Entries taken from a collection
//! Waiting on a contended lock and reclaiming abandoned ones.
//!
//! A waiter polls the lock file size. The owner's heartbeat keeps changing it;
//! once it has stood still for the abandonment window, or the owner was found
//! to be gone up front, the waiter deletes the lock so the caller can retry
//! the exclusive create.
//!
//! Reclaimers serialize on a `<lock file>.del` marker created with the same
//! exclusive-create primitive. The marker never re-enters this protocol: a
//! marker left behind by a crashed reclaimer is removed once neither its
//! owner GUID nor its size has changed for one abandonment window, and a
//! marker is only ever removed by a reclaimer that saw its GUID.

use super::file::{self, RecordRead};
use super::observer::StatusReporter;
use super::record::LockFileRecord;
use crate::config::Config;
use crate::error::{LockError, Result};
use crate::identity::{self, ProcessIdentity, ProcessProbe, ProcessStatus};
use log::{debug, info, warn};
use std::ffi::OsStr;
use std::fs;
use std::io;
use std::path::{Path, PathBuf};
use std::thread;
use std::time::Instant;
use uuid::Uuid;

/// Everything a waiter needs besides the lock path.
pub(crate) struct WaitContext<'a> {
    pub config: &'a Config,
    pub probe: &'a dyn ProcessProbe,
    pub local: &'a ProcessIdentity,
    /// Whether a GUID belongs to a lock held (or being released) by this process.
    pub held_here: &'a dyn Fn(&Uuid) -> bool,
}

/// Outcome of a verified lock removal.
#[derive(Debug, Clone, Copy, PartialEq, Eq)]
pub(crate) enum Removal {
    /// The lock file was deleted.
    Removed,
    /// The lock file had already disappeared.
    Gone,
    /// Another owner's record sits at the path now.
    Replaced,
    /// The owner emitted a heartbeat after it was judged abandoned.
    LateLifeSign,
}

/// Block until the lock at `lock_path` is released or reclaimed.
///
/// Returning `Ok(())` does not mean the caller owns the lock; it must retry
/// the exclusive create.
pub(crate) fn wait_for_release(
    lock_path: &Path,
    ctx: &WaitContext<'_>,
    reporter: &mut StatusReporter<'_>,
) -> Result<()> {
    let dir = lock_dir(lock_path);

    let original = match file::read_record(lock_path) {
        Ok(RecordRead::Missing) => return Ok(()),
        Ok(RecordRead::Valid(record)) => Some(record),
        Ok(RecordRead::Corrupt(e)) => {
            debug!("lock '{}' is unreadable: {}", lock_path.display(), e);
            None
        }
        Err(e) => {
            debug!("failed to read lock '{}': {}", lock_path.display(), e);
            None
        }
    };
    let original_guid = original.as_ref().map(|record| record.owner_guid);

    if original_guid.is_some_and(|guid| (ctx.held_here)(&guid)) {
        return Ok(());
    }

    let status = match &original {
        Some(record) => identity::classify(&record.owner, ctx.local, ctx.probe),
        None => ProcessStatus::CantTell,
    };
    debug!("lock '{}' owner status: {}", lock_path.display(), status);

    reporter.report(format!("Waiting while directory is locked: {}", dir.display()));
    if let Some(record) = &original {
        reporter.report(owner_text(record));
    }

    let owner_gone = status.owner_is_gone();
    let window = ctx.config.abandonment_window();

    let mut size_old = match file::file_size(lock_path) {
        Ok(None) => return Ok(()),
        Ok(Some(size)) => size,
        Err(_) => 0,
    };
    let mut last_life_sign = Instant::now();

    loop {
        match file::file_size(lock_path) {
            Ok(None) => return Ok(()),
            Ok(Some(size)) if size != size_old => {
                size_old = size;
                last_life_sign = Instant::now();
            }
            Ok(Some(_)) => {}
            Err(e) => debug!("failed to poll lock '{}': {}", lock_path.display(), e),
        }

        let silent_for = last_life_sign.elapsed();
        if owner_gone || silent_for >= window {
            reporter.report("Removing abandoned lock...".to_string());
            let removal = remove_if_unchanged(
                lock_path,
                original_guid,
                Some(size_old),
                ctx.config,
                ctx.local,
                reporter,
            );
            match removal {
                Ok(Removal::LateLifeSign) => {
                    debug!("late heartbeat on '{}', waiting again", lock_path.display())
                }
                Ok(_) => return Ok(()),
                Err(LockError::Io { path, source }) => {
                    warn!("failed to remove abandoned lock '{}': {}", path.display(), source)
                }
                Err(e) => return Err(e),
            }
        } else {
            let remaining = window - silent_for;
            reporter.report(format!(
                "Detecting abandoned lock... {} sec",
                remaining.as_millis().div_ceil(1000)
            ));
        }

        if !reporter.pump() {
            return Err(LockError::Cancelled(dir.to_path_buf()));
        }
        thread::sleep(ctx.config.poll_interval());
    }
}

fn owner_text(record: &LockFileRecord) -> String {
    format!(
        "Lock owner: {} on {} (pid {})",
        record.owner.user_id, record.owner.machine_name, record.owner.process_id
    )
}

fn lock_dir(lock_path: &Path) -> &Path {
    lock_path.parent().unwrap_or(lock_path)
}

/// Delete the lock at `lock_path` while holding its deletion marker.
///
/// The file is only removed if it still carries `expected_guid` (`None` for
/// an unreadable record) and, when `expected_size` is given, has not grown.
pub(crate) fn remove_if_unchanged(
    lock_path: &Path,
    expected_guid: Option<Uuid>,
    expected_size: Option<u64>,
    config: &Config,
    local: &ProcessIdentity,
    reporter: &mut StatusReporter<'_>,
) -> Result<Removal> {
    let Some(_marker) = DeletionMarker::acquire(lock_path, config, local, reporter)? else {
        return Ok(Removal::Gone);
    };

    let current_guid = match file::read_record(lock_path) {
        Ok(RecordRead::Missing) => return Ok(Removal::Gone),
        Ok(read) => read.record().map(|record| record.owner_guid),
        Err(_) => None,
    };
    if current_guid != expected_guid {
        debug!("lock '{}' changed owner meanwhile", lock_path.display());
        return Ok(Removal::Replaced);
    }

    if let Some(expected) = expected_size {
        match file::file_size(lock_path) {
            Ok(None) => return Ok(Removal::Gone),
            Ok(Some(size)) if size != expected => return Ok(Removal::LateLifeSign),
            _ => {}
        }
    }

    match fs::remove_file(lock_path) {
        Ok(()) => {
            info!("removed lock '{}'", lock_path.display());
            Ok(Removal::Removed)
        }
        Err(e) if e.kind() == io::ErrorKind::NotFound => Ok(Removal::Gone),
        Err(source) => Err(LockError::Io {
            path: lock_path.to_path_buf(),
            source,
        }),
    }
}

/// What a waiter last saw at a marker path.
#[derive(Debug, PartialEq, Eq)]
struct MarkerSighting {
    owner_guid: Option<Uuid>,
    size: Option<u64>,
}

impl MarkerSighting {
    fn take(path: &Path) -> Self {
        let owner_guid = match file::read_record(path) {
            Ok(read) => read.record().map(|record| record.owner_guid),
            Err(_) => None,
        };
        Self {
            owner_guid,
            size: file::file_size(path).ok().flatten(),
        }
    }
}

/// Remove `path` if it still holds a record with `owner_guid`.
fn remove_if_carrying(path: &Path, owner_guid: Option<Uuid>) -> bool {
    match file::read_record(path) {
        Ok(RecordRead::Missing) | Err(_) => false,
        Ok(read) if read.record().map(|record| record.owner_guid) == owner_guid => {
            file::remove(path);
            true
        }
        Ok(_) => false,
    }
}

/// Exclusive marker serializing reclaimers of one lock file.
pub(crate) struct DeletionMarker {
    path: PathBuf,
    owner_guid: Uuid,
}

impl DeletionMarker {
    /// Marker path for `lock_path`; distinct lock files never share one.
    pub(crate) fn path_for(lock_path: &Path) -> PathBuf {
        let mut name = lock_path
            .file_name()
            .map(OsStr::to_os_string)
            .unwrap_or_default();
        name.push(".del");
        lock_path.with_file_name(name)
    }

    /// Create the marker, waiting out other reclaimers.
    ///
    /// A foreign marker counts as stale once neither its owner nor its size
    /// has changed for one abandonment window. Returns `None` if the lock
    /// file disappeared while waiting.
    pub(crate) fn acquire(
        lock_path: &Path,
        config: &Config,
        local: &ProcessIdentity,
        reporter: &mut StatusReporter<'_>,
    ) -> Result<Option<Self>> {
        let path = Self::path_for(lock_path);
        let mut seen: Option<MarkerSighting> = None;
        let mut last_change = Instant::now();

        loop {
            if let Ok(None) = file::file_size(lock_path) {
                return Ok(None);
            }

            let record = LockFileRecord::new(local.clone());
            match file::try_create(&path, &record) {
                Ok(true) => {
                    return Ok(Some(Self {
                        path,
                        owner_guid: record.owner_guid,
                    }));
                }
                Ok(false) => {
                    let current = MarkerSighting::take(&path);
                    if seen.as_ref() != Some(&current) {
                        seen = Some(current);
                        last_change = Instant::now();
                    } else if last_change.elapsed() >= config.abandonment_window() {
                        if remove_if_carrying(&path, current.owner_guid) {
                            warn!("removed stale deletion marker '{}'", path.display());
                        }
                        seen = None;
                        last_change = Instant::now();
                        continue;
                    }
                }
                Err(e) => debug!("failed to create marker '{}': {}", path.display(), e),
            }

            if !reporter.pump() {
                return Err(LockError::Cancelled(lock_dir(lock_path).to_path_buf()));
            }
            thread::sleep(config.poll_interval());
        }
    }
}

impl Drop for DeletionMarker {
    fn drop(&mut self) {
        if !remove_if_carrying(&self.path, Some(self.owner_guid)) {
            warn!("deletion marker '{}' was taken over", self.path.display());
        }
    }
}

| TASK STATEMENT |
Reproduce exactly every line that sits between the start of the entries and the line bearing "the path now.", counting both of those lines.

| OUTPUT |
//! Waiting on a contended lock and reclaiming abandoned ones.
//!
//! A waiter polls the lock file size. The owner's heartbeat keeps changing it;
//! once it has stood still for the abandonment window, or the owner was found
//! to be gone up front, the waiter deletes the lock so the caller can retry
//! the exclusive create.
//!
//! Reclaimers serialize on a `<lock file>.del` marker created with the same
//! exclusive-create primitive. The marker never re-enters this protocol: a
//! marker left behind by a crashed reclaimer is removed once neither its
//! owner GUID nor its size has changed for one abandonment window, and a
//! marker is only ever removed by a reclaimer that saw its GUID.

use super::file::{self, RecordRead};
use super::observer::StatusReporter;
use super::record::LockFileRecord;
use crate::config::Config;
use crate::error::{LockError, Result};
use crate::identity::{self, ProcessIdentity, ProcessProbe, ProcessStatus};
use log::{debug, info, warn};
use std::ffi::OsStr;
use std::fs;
use std::io;
use std::path::{Path, PathBuf};
use std::thread;
use std::time::Instant;
use uuid::Uuid;

/// Everything a waiter needs besides the lock path.
pub(crate) struct WaitContext<'a> {
    pub config: &'a Config,
    pub probe: &'a dyn ProcessProbe,
    pub local: &'a ProcessIdentity,
    /// Whether a GUID belongs to a lock held (or being released) by this process.
    pub held_here: &'a dyn Fn(&Uuid) -> bool,
}

/// Outcome of a verified lock removal.
#[derive(Debug, Clone, Copy, PartialEq, Eq)]
pub(crate) enum Removal {
    /// The lock file was deleted.
    Removed,
    /// The lock file had already disappeared.
    Gone,
    /// Another owner's record sits at the path now.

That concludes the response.